Vancouver Real Estate: Waiting on Green Shoots

Will budget moves, reversal in interest rates breathe life into local home sales?

Family Taxes The numbers say British Columbia’s economy is on solid ground. Metro Vancouver real estate? That’s something else entirely. A property market that went nowhere but up for years has turned on its head, arguably in reaction to repeated government intervention, higher interest rates and a pull-back in foreign buying.

This spring isn’t about figuring out how high the market could go. It’s about making sure your financial picture is ready for what’s around the corner, whether you’re buying or selling a home.

Home prices slip while sales slump

March was a tough month for sellers. According to figures from the Real Estate Board of Greater Vancouver (REBGV), homes sales saw their lowest tally for that month since 1986, off more than 31% from a year earlier and 46% below the 10-year average. The numbers from April were only moderately better, with home sales down 29.1% from April 2018, but up 5.9% from March 2019.

At the same time, listings have exploded. The number of residential properties listed for sale on the MLS system jumped 46% over April 2018, and up 12.4% from March 2019 alone.
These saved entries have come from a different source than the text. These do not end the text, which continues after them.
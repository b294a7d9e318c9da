//! Store de directorio: un archivo por fingerprint.
//!
//! Layout: `<root>/<hex>` con el JSON canónico del valor como contenido. El
//! conjunto de claves se escanea una sola vez al abrir y se mantiene en
//! memoria; `contains` nunca toca el disco. Escrituras duplicadas con el
//! mismo valor son benignas (mismo contenido, misma clave).

use std::collections::HashSet;
use std::fs;
use std::path::{Path, PathBuf};

use serde_json::Value;

use memo_core::hashing::to_canonical_json;
use memo_core::{CacheStore, CoreError};

use crate::config::DirConfig;
use crate::error::PersistenceError;

pub struct DirStore {
    root: PathBuf,
    files: HashSet<String>,
}

impl DirStore {
    /// Abre el directorio, creándolo si no existe, y escanea las claves ya
    /// persistidas.
    pub fn open(root: impl Into<PathBuf>) -> Result<Self, PersistenceError> {
        let root = root.into();
        let mut files = HashSet::new();
        if root.exists() {
            for entry in fs::read_dir(&root)? {
                let entry = entry?;
                if let Some(name) = entry.file_name().to_str() {
                    files.insert(name.to_string());
                }
            }
        } else {
            fs::create_dir_all(&root)?;
        }
        log::debug!("dir store opened at {} ({} entries)", root.display(), files.len());
        Ok(Self { root, files })
    }

    /// Abre el store en la raíz configurada por entorno (`MEMO_CACHE_DIR`).
    pub fn from_env() -> Result<Self, PersistenceError> {
        Self::open(DirConfig::from_env().root)
    }

    pub fn root(&self) -> &Path {
        &self.root
    }

    pub fn len(&self) -> usize {
        self.files.len()
    }

    pub fn is_empty(&self) -> bool {
        self.files.is_empty()
    }

    fn path_for(&self, key: &str) -> PathBuf {
        self.root.join(key)
    }

    fn read_entry(&self, key: &str) -> Result<Value, PersistenceError> {
        if !self.files.contains(key) {
            return Err(PersistenceError::NotFound(key.to_string()));
        }
        let text = fs::read_to_string(self.path_for(key))?;
        serde_json::from_str(&text).map_err(|e| PersistenceError::Corrupt { key: key.to_string(),
                                                                            detail: e.to_string() })
    }

    fn write_entry(&mut self, key: &str, value: &Value) -> Result<(), PersistenceError> {
        fs::write(self.path_for(key), to_canonical_json(value))?;
        self.files.insert(key.to_string());
        log::debug!("saved entry {key}");
        Ok(())
    }
}

impl CacheStore for DirStore {
    fn contains(&self, key: &str) -> bool {
        self.files.contains(key)
    }

    fn get(&self, key: &str) -> Result<Value, CoreError> {
        Ok(self.read_entry(key)?)
    }

    fn put(&mut self, key: &str, value: &Value) -> Result<(), CoreError> {
        Ok(self.write_entry(key, value)?)
    }
}
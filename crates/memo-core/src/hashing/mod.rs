//! Módulo de hashing y canonicalización JSON.

pub mod algo;
pub mod canonical_json;

pub use algo::{Blake3Algo, HashAlgo, Hasher, Sha256Algo};
pub use canonical_json::to_canonical_json;

use std::fmt::Write as _;

use serde_json::Value;

/// Codifica bytes a hexadecimal en minúsculas.
pub fn to_hex(bytes: &[u8]) -> String {
    let mut out = String::with_capacity(bytes.len() * 2);
    for b in bytes {
        let _ = write!(out, "{b:02x}");
    }
    out
}

/// Hashea un string con el algoritmo por defecto y devuelve hex.
pub fn hash_str(input: &str) -> String {
    let mut h = Blake3Algo.begin();
    h.update(input.as_bytes());
    to_hex(&h.finish())
}

/// Hashea la forma canónica de un `Value`.
pub fn hash_value(value: &Value) -> String {
    hash_str(&to_canonical_json(value))
}
//! Propiedades del subsistema de fingerprint: determinismo, sensibilidad al
//! orden posicional, insensibilidad al orden de los nombrados.

use std::collections::BTreeMap;
use std::rc::Rc;

use serde_json::{json, Value};

use memo_core::hashing::{hash_str, hash_value, to_canonical_json};
use memo_core::{Callable, CoreError, Hasher, MemoEngine, Operand, Sha256Algo};

fn add_args(args: &[Value], _kw: &memo_core::KwArgs) -> Result<Operand, CoreError> {
    let total = args.iter().map(|v| v.as_i64().unwrap_or(0)).sum::<i64>();
    Ok(Operand::Value(Value::from(total)))
}

fn add() -> Callable {
    memo_core::callable!(add_args)
}

#[test]
fn canonical_json_sorts_object_keys() {
    let a = json!({"b": 2, "a": 1});
    let b = json!({"a": 1, "b": 2});
    assert_eq!(to_canonical_json(&a), "{\"a\":1,\"b\":2}");
    assert_eq!(to_canonical_json(&a), to_canonical_json(&b));
    assert_eq!(hash_value(&a), hash_value(&b));
}

#[test]
fn hash_str_is_stable_hex() {
    let h = hash_str("memoflow");
    assert_eq!(h.len(), 64);
    assert_eq!(h, hash_str("memoflow"));
    assert_ne!(h, hash_str("memoflow "));
}

#[test]
fn same_graph_same_fingerprint_across_engines() {
    // Dos engines independientes simulan dos corridas del proceso: la
    // identidad del callable es por nombre, no por dirección.
    let first = MemoEngine::in_memory();
    let second = MemoEngine::in_memory();

    let a = first.call(add(), vec![2.into(), 3.into()], BTreeMap::new());
    let b = second.call(add(), vec![2.into(), 3.into()], BTreeMap::new());
    assert_eq!(a.hex(), b.hex());
    assert_eq!(a.fingerprint(), b.fingerprint());
}

#[test]
fn positional_order_is_significant() {
    let engine = MemoEngine::in_memory();
    let ab = engine.call(add(), vec![2.into(), 3.into()], BTreeMap::new());
    let ba = engine.call(add(), vec![3.into(), 2.into()], BTreeMap::new());
    assert_ne!(ab.hex(), ba.hex());
}

#[test]
fn named_operand_order_is_insignificant() {
    let engine = MemoEngine::in_memory();

    let mut xy = BTreeMap::new();
    xy.insert("x".to_string(), Operand::from(1i64));
    xy.insert("y".to_string(), Operand::from(2i64));

    let mut yx = BTreeMap::new();
    yx.insert("y".to_string(), Operand::from(2i64));
    yx.insert("x".to_string(), Operand::from(1i64));

    let a = engine.call(add(), vec![], xy);
    let b = engine.call(add(), vec![], yx);
    assert_eq!(a.hex(), b.hex());
}

#[test]
fn named_operand_keys_are_significant() {
    let engine = MemoEngine::in_memory();

    let mut xy = BTreeMap::new();
    xy.insert("x".to_string(), Operand::from(1i64));
    let mut zy = BTreeMap::new();
    zy.insert("z".to_string(), Operand::from(1i64));

    let a = engine.call(add(), vec![], xy);
    let b = engine.call(add(), vec![], zy);
    assert_ne!(a.hex(), b.hex());
}

#[test]
fn endpoint_and_call_cannot_collide() {
    let engine = MemoEngine::in_memory();
    let endpoint = engine.endpoint(json!(5));
    let call = engine.call(add(), vec![5.into()], BTreeMap::new());
    assert_ne!(endpoint.hex(), call.hex());
}

#[test]
fn endpoint_fingerprint_ignores_object_insertion_order() {
    let engine = MemoEngine::in_memory();
    let a = engine.endpoint(json!({"p": 1, "q": 2}));
    let b = engine.endpoint(json!({"q": 2, "p": 1}));
    assert_eq!(a.hex(), b.hex());
}

#[test]
fn sequence_nesting_is_part_of_the_fingerprint() {
    let engine = MemoEngine::in_memory();
    let flat = engine.call(add(), vec![1.into(), 2.into()], BTreeMap::new());
    let nested = engine.call(add(),
                             vec![Operand::Seq(vec![1.into(), 2.into()])],
                             BTreeMap::new());
    assert_ne!(flat.hex(), nested.hex());
}

#[test]
fn callable_identity_distinguishes_targets() {
    fn other_args(args: &[Value], kw: &memo_core::KwArgs) -> Result<Operand, CoreError> {
        add_args(args, kw)
    }
    let engine = MemoEngine::in_memory();
    let a = engine.call(add(), vec![1.into()], BTreeMap::new());
    let b = engine.call(memo_core::callable!(other_args), vec![1.into()], BTreeMap::new());
    assert_ne!(a.hex(), b.hex());
}

#[test]
fn anonymous_callables_still_fingerprint() {
    // Hazard de corrección, no error: el digest se construye con la
    // identidad parcial disponible.
    let engine = MemoEngine::in_memory();
    let anon = Callable::anonymous(Rc::new(|_args, _kw| Ok(Operand::Value(json!(0)))));
    let node = engine.call(anon, vec![1.into()], BTreeMap::new());
    assert_eq!(node.hex().len(), 64);
}

#[test]
fn alternative_algo_changes_the_digest() {
    let blake = MemoEngine::in_memory();
    let sha = MemoEngine::builder(memo_core::InMemoryStore::new()).algo(Rc::new(Sha256Algo))
                                                                  .build();
    let a = blake.call(add(), vec![1.into()], BTreeMap::new());
    let b = sha.call(add(), vec![1.into()], BTreeMap::new());
    assert_eq!(b.hex().len(), 64); // SHA-256 también es de 256 bits
    assert_ne!(a.hex(), b.hex());
}

#[test]
fn custom_strategy_controls_the_contribution() {
    let mut with_strategy = MemoEngine::in_memory();
    with_strategy.fingerprinter_mut()
                 .register_strategy("blob", Rc::new(|payload: &Value, h: &mut dyn Hasher| {
                     // Sólo el campo `id` identifica al payload.
                     let id = payload.get("id").and_then(|v| v.as_str()).unwrap_or("");
                     h.update(id.as_bytes());
                 }));
    let plain = MemoEngine::in_memory();

    let operand = Operand::Custom { strategy: "blob".to_string(),
                                    payload: json!({"id": "k1", "noise": 42}) };
    let a = with_strategy.call(add(), vec![operand.clone()], BTreeMap::new());
    let b = plain.call(add(), vec![operand], BTreeMap::new());
    // Sin estrategia registrada cae al JSON canónico del payload: otra
    // contribución, otro digest.
    assert_ne!(a.hex(), b.hex());

    let stripped = Operand::Custom { strategy: "blob".to_string(),
                                     payload: json!({"id": "k1", "noise": 99}) };
    let c = with_strategy.call(add(), vec![stripped], BTreeMap::new());
    assert_eq!(a.hex(), c.hex(), "strategy must ignore the noise field");
}
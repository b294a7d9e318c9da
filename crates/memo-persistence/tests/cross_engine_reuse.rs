//! Reuso del cache entre engines: el segundo proceso no ejecuta nada.

use std::cell::Cell;
use std::collections::BTreeMap;
use std::rc::Rc;

use serde_json::{json, Value};

use memo_core::{Callable, DiagTag, KwArgs, MemoEngine, MemoryDiagSink, Operand};
use memo_persistence::DirStore;
use tempfile::tempdir;

fn counting_add(counter: Rc<Cell<u32>>) -> Callable {
    Callable::named("cross::counting_add", module_path!(), Rc::new(move |args: &[Value], _kw: &KwArgs| {
        counter.set(counter.get() + 1);
        let total = args.iter().map(|v| v.as_i64().unwrap_or(0)).sum::<i64>();
        Ok(Operand::Value(Value::from(total)))
    }))
}

#[test]
fn second_engine_hits_the_directory_cache() {
    let dir = tempdir().unwrap();
    let executions = Rc::new(Cell::new(0));

    // Primera "corrida": ejecuta y persiste.
    {
        let store = DirStore::open(dir.path()).unwrap();
        let mut engine = MemoEngine::builder(store).diag(MemoryDiagSink::new()).build();
        let node = engine.call(counting_add(executions.clone()), vec![2.into(), 3.into()], BTreeMap::new());
        assert_eq!(engine.resolve(&node).unwrap(), json!(5));
        assert_eq!(engine.diag().tags(), vec![DiagTag::Saved]);
    }

    // Segunda "corrida": mismo grafo, nuevo engine y nuevo nodo. El
    // fingerprint coincide y el valor sale del directorio sin ejecutar.
    {
        let store = DirStore::open(dir.path()).unwrap();
        let mut engine = MemoEngine::builder(store).diag(MemoryDiagSink::new()).build();
        let node = engine.call(counting_add(executions.clone()), vec![2.into(), 3.into()], BTreeMap::new());
        assert_eq!(engine.resolve(&node).unwrap(), json!(5));
        assert_eq!(engine.diag().tags(), vec![DiagTag::CacheHit]);
    }

    assert_eq!(executions.get(), 1, "the callable must run exactly once across both engines");
}

#[test]
fn write_policy_off_keeps_the_directory_clean() {
    let dir = tempdir().unwrap();
    let store = DirStore::open(dir.path()).unwrap();
    let mut engine = MemoEngine::builder(store).write_default(false)
                                               .diag(MemoryDiagSink::new())
                                               .build();
    let node = engine.call(counting_add(Rc::new(Cell::new(0))), vec![1.into(), 1.into()], BTreeMap::new());
    assert_eq!(engine.resolve(&node).unwrap(), json!(2));
    assert!(engine.store().is_empty());
}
Government began trying to turn down the heat on the red-hot housing sector in August 2016 with the introduction of the foreign buyers’ tax here in BC. But the sales drop-off has been most dramatic since last January. That’s when the mortgage stress test for borrowers dealing with federally regulated lenders expanded to include both insured and conventional mortgages. Mix in vacancy and speculation taxes, school tax surcharges on higher value homes, as well as three rate increases by the Bank of Canada in 2018, and it’s been nothing but headwinds for the real estate market.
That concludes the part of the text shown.